TASK DATA

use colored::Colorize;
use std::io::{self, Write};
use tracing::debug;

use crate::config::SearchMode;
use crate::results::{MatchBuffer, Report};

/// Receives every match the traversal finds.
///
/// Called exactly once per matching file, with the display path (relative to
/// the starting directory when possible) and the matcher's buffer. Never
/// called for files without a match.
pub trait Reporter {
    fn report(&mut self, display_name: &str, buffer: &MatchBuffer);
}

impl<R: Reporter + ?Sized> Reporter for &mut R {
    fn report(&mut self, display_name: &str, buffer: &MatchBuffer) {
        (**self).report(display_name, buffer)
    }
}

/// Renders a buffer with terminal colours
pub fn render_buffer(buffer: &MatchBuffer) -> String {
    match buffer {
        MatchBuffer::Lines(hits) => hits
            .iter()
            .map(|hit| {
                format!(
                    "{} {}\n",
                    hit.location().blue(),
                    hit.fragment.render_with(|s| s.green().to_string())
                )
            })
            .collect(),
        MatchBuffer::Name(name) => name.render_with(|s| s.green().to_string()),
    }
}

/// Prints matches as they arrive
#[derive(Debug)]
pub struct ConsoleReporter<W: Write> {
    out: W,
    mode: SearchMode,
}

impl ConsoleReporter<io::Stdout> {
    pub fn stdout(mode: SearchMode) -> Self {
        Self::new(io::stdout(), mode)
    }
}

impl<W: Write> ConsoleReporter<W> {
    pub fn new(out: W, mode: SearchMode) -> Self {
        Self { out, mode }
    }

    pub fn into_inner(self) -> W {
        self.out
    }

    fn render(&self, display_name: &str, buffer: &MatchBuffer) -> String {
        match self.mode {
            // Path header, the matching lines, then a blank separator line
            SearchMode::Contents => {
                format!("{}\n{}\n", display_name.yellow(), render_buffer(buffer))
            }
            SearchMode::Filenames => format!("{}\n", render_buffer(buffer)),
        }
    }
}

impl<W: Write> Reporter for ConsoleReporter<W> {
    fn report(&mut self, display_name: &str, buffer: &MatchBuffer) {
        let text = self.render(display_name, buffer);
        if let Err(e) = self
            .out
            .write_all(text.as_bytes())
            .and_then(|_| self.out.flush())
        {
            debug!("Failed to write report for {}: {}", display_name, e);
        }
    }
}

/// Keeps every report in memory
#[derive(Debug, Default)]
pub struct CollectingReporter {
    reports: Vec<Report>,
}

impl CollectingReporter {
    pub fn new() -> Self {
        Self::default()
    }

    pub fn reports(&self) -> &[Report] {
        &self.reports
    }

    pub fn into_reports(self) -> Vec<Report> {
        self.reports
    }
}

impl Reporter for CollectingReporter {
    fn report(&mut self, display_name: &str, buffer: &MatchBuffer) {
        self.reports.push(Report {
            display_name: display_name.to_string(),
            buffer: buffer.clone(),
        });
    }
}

* * *

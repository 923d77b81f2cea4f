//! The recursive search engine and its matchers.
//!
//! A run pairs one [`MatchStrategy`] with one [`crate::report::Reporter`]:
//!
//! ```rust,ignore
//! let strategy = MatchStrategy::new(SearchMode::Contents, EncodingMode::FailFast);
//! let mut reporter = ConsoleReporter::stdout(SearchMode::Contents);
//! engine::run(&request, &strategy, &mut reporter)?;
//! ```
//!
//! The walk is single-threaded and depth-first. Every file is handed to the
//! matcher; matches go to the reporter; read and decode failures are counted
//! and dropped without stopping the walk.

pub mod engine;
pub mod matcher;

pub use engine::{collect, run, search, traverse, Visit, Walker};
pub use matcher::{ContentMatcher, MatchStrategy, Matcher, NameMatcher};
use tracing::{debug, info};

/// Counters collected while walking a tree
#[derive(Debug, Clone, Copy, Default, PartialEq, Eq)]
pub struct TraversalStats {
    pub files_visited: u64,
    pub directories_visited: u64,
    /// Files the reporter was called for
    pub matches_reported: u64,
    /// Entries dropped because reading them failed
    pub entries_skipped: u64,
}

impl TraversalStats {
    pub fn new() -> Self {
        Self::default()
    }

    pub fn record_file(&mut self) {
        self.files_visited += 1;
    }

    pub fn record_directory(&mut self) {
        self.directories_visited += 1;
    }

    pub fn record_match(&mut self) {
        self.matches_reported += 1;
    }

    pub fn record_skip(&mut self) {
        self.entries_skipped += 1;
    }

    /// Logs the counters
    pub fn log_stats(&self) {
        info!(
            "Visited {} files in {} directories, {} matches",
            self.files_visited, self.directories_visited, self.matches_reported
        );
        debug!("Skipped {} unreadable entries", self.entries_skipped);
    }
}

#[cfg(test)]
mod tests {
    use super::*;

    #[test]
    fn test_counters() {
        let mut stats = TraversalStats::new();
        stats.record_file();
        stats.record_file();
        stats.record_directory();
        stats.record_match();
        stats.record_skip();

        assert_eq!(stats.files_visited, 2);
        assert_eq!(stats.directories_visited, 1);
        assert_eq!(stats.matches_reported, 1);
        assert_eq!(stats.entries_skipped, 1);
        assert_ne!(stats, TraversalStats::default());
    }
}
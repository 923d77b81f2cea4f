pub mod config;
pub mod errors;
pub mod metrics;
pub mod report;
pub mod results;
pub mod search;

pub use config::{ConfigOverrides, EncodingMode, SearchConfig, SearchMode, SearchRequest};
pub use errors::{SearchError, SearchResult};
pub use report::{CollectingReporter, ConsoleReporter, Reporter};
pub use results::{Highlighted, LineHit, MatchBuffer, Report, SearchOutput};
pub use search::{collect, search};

--

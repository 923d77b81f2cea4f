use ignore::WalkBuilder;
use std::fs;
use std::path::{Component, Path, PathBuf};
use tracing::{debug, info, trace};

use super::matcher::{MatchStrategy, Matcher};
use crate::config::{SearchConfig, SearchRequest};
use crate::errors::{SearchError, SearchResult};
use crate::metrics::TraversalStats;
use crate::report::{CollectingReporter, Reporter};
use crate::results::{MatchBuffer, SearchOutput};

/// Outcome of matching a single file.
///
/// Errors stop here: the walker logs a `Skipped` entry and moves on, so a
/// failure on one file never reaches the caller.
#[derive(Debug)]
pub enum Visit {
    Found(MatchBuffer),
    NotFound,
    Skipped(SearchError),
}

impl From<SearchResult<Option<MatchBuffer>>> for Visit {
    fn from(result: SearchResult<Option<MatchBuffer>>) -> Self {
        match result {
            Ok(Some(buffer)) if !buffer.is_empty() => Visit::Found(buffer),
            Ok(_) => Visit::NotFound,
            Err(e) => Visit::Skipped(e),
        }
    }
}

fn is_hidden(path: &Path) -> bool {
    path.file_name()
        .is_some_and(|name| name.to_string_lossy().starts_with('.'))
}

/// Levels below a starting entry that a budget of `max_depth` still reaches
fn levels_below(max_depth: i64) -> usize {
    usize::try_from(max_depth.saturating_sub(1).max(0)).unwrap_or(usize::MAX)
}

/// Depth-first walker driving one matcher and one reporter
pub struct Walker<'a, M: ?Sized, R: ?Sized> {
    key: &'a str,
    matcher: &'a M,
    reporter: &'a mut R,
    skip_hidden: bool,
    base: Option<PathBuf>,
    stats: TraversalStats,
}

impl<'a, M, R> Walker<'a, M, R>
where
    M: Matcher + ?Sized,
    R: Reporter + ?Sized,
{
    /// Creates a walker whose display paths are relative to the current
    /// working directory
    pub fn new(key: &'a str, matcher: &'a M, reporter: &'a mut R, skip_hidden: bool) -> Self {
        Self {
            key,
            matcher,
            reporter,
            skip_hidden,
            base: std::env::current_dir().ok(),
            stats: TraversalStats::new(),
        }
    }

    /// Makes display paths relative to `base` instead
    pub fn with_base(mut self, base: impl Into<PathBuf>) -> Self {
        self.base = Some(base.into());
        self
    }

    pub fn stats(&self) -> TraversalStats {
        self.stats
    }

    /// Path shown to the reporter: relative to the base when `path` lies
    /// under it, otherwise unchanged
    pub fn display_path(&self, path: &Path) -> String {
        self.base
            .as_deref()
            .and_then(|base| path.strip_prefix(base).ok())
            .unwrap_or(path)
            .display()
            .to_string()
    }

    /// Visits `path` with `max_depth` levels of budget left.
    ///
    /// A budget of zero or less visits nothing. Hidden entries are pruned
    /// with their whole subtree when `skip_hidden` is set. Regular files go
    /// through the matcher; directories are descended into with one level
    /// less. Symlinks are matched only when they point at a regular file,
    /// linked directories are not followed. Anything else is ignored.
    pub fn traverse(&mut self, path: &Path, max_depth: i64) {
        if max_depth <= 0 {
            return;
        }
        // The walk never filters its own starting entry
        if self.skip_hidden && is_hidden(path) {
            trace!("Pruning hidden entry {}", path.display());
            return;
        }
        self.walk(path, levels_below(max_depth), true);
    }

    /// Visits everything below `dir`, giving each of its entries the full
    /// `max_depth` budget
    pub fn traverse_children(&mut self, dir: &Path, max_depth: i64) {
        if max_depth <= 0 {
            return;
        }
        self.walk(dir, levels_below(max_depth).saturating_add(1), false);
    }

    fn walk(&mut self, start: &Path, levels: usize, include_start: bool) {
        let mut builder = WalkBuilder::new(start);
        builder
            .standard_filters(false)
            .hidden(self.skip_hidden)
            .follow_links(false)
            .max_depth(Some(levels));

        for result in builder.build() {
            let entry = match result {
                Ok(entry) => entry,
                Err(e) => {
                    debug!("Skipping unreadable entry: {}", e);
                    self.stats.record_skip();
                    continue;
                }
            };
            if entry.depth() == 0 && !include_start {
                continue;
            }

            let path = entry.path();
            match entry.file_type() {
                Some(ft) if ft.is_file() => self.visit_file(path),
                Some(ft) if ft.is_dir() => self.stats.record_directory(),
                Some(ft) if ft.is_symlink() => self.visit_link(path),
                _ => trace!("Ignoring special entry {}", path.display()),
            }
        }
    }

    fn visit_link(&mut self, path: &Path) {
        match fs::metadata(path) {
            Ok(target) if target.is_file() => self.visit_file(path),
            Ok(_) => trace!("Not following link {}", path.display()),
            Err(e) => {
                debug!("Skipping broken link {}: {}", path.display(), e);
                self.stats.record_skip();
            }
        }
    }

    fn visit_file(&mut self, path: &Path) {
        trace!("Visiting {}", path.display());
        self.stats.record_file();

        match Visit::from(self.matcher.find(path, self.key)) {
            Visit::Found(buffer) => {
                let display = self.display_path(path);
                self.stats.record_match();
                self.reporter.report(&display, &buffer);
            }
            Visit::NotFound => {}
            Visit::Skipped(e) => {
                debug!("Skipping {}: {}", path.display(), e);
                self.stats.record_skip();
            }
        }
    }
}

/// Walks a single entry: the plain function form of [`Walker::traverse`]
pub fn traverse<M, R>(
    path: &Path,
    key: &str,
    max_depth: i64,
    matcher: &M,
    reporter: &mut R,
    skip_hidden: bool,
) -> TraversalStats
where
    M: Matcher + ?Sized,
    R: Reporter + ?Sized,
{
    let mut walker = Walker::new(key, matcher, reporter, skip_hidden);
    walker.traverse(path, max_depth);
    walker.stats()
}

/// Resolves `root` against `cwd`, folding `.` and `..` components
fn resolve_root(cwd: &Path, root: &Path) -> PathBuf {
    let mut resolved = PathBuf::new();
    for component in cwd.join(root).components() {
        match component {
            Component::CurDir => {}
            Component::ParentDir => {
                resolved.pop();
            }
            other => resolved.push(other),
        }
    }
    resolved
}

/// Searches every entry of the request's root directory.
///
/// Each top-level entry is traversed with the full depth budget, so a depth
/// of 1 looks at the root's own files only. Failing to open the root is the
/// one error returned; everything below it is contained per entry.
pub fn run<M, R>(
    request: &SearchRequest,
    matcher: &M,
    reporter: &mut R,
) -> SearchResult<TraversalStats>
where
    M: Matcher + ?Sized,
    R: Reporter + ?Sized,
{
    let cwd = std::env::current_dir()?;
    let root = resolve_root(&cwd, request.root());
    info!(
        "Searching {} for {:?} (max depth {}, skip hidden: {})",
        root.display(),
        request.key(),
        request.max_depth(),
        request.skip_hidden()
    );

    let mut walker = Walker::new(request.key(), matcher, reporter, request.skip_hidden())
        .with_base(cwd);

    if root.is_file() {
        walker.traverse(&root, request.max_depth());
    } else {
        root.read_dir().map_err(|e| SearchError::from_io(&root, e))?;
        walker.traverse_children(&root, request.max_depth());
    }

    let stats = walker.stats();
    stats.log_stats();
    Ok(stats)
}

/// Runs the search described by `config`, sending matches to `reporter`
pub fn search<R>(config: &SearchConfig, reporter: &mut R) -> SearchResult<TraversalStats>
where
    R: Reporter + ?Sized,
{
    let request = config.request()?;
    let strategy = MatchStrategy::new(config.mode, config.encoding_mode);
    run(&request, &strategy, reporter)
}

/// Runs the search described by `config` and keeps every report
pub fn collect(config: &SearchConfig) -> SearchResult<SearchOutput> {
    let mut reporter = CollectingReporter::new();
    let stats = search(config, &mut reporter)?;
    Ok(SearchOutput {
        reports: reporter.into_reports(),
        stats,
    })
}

WHAT YOU WILL DO
Would you copy, unchanged, the stretch of the records above that begins at the line containing "use colored::Colorize;" and ends at the line containing "pub fn render_buffer(buffer: &MatchBuffer)", and only that?

SOLUTION
use colored::Colorize;
use std::io::{self, Write};
use tracing::debug;

use crate::config::SearchMode;
use crate::results::{MatchBuffer, Report};

/// Receives every match the traversal finds.
///
/// Called exactly once per matching file, with the display path (relative to
/// the starting directory when possible) and the matcher's buffer. Never
/// called for files without a match.
pub trait Reporter {
    fn report(&mut self, display_name: &str, buffer: &MatchBuffer);
}

impl<R: Reporter + ?Sized> Reporter for &mut R {
    fn report(&mut self, display_name: &str, buffer: &MatchBuffer) {
        (**self).report(display_name, buffer)
    }
}

/// Renders a buffer with terminal colours
pub fn render_buffer(buffer: &MatchBuffer) -> String {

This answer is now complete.